Artist: The Textones
Album: Midnight Mission and Cedar Creek Reissues
Release Date: 05/26/2015
The previously overlooked, L.A. based band, the Textones, are reissuing their first two albums, Midnight Mission and Cedar Creek. While the Textones cannot necessarily be described as ground-breaking, they were powerful, important and deserving of more attention than they received back in the early ’80s. Part E Street Band, part Rolling Stones, the Textones were able to synthesize rock, country and blues into their own dynamic sound which is represented well on these two discs in the studio and in live performances. Leader Carla Olson (guitarist, vocalist and principal writer) has a bravado and confidence that just seems to leap from the speakers.
Midnight Mission, the first album, was recorded in 1984. Among the highlights is Bob Dylan’s unreleased “Clean Cut Kid,” offered to the band after Carla appeared in Dylan’s “Sweetheart Like You” video. Five bonus tracks include three from the film Sylvester, as well as two previously unissued live recordings from the Palace in Hollywood.

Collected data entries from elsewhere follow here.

use thiserror::Error;

pub type Result<T> = std::result::Result<T, Error>;

/// Failures of the codec and its building blocks.
///
/// Construction preconditions (bad primes, failed regularity) and misuse
/// (encoding before committing parameters, oversized messages) are hard
/// errors. Reed-Solomon decode failures inside the iterative decoder are
/// *not* surfaced through this type; they only degrade the `ok` flag that
/// `decode` returns.
#[derive(Debug, Clone, PartialEq, Eq, Error)]
pub enum Error {
	#[error("legendre symbol ({p}/{q}) is not -1")]
	LegendreNotMinusOne { p: usize, q: usize },
	#[error("the ({p}, {q}) cayley graph is not ramanujan")]
	BlacklistedPair { p: usize, q: usize },
	#[error("graph for ({p}, {q}) failed the regularity check")]
	NotRamanujan { p: usize, q: usize },
	#[error("no parameter set satisfies the requested rate and epsilon")]
	NoParameters,
	#[error("codec used before parameters were committed")]
	ParamsNotChosen,
	#[error("candidate index {index} out of range ({len} candidates)")]
	CandidateOutOfRange { index: usize, len: usize },
	#[error("message of {len} bytes exceeds code dimension k = {k}")]
	MessageTooLong { len: usize, k: usize },
	#[error("codeword blocks must all be {expected} bytes, block {index} has {got}")]
	BlockLengthMismatch { index: usize, expected: usize, got: usize },
	#[error("malformed codeword bytes: {0}")]
	MalformedCodeword(&'static str),
	#[error("erased block index {index} out of range ({n} blocks)")]
	ErasureOutOfRange { index: usize, n: usize },

	// reed-solomon primitive
	#[error("reed-solomon message of {len} symbols does not fit in GF(2^8)")]
	RsMessageLength { len: usize },
	#[error("more erasures than check symbols")]
	RsTooManyErasures,
	#[error("error count exceeds correction capacity")]
	RsTooManyErrors,
	#[error("could not locate errors")]
	RsLocatorFailure,
	#[error("correction left a non-zero syndrome")]
	RsCorrectionFailure,
}
//! Frostpane - frosted-glass backgrounds for ordinary views.
//!
//! A [`BlurLayout`] stacks its children like a frame and gives one of them,
//! the target, a background made from everything drawn behind it, blurred
//! by a transform the host supplies. The result reads as frosted glass
//! over the container's content.
//!
//! This is the umbrella crate. It re-exports the core crate at the root and
//! the pixel layer under [`render`].
//!
//! # Example
//!
//! ```
//! use std::sync::Arc;
//! use frostpane::{BlurLayout, BlurTransform, Panel};
//! use frostpane::render::{Color, PixelSurface, Rect, Size};
//!
//! fn main() -> Result<(), Box<dyn std::error::Error>> {
//!     let transform: Arc<dyn BlurTransform> = Arc::new(|input: &PixelSurface, radius: u32| {
//!         PixelSurface::from_image(image::imageops::blur(input.as_image(), radius as f32 / 2.0))
//!     });
//!
//!     let mut layout = BlurLayout::from_toml_str(transform, "blur-radius = 12")?;
//!     layout.set_background(Some(Color::from_rgb8(30, 90, 160).into()));
//!     let stripe = layout.add_view(Panel::new().with_background(Color::YELLOW))?;
//!     let card = layout.add_view(Panel::new())?;
//!     layout.set_blurred_background_for_target_child(Some(card), Some(12), 16.0)?;
//!
//!     layout.layout(
//!         Size::new(120.0, 80.0),
//!         &[
//!             (stripe, Rect::new(0.0, 30.0, 120.0, 20.0)),
//!             (card, Rect::new(10.0, 10.0, 100.0, 60.0)),
//!         ],
//!     )?;
//!     assert!(layout.view(card).and_then(|card| card.background()).is_some());
//!     Ok(())
//! }
//! ```

pub use frostpane_core::*;

/// Pixel surfaces, drawables and geometry.
pub mod render {
    pub use frostpane_render::*;
}

mod blur_layout;
pub mod compositor;
pub mod config;
pub mod error;
pub mod materializer;
pub mod transform;
pub mod view;

pub use blur_layout::{BlurLayout, CompositionState, TargetResolution};
pub use compositor::CompositeScene;
pub use config::{AttributeError, BlurConfiguration, BlurLayoutAttributes};
pub use error::{BlurError, BlurResult};
pub use materializer::materialize;
pub use transform::BlurTransform;
pub use view::{BlurRadiusProvider, CornerRadiusProvider, Panel, View, ViewBase};
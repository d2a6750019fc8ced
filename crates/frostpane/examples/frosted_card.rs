//! Renders a frosted-glass card over a striped backdrop and saves it as PNG.
//!
//! Run with: cargo run -p frostpane --example frosted_card [output.png]
//!
//! Set `RUST_LOG=frostpane=debug` to watch the composite pass.

use std::sync::Arc;

use frostpane::render::{Canvas, Color, PixelSurface, Rect, Size};
use frostpane::{BlurLayout, BlurTransform, Panel, View, ViewTag};
use tracing_subscriber::EnvFilter;

const WIDTH: f32 = 360.0;
const HEIGHT: f32 = 240.0;
const CARD_TAG: u32 = 1;

fn main() -> Result<(), Box<dyn std::error::Error>> {
    tracing_subscriber::fmt()
        .with_env_filter(EnvFilter::try_from_default_env().unwrap_or_else(|_| EnvFilter::new("frostpane=info")))
        .init();

    let output = std::env::args().nth(1).unwrap_or_else(|| "frosted_card.png".to_string());

    let transform: Arc<dyn BlurTransform> = Arc::new(|input: &PixelSurface, radius: u32| {
        PixelSurface::from_image(image::imageops::blur(input.as_image(), radius as f32 / 2.0))
    });

    let mut layout = BlurLayout::from_toml_str(
        transform,
        &format!(
            "target-child-tag = {CARD_TAG}\n\
             blur-radius = 24\n\
             target-child-background-corner-radius = 18.0\n"
        ),
    )?;
    layout.set_background(Some(Color::from_rgb8(24, 32, 48).into()));

    // Backdrop: diagonal-ish bands of color for the blur to smear.
    let palette = [
        Color::from_rgb8(231, 76, 60),
        Color::from_rgb8(241, 196, 15),
        Color::from_rgb8(46, 204, 113),
        Color::from_rgb8(52, 152, 219),
        Color::from_rgb8(155, 89, 182),
    ];
    let mut geometries = Vec::new();
    for (index, color) in palette.iter().enumerate() {
        let band = layout.add_view(Panel::new().with_background(*color))?;
        let x = index as f32 * 72.0;
        geometries.push((band, Rect::new(x, index as f32 * 24.0, 56.0, HEIGHT)));
    }

    let label = Panel::new()
        .with_tag(ViewTag::new(CARD_TAG).ok_or("card tag must be non-zero")?)
        .with_content(Rect::new(24.0, 28.0, 120.0, 12.0), Color::WHITE.with_alpha(0.9))
        .with_content(Rect::new(24.0, 52.0, 180.0, 8.0), Color::WHITE.with_alpha(0.6))
        .with_content(Rect::new(24.0, 68.0, 150.0, 8.0), Color::WHITE.with_alpha(0.6));
    let card = layout.add_view(label)?;
    geometries.push((card, Rect::new(60.0, 60.0, 240.0, 120.0)));

    layout.layout(Size::new(WIDTH, HEIGHT), &geometries)?;
    tracing::info!(state = ?layout.state(), "layout complete");

    let mut surface = PixelSurface::try_new(WIDTH as u32, HEIGHT as u32)?;
    layout.draw(&mut Canvas::new(&mut surface));
    surface.save(&output)?;
    println!("wrote {output}");

    Ok(())
}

Cedar Creek followed three years later with new drummer Rick Hemmer joining the core lineup of Olson, guitarist Callins, bassist Read and saxophonist Morgan. Just as on their first album, Ian MacLagan and Howie Epstein guested on the CD. This disc has the nine studio originals augmented by eight scorching live tracks from their 1987 performance at the Catalyst in Santa Cruz. Olson’s enthusiasm is splashed all over the liner notes, “I don’t wag my tail much about this, but the Catalyst show is one of the best examples of how well I can sing when it all works. It’s some of the best singing I’ve ever done.” Olson is equally buoyed by these two discs being reissued in expanded fashion. “We are glad the music is being made available again, especially with the live set that we’ve added to Cedar Creek. We were one hell of a rock n’ roll band.” If you missed them in their prime, now you have no excuses. Genuine rock n’ roll is timeless. The Textones sound great even thirty years later.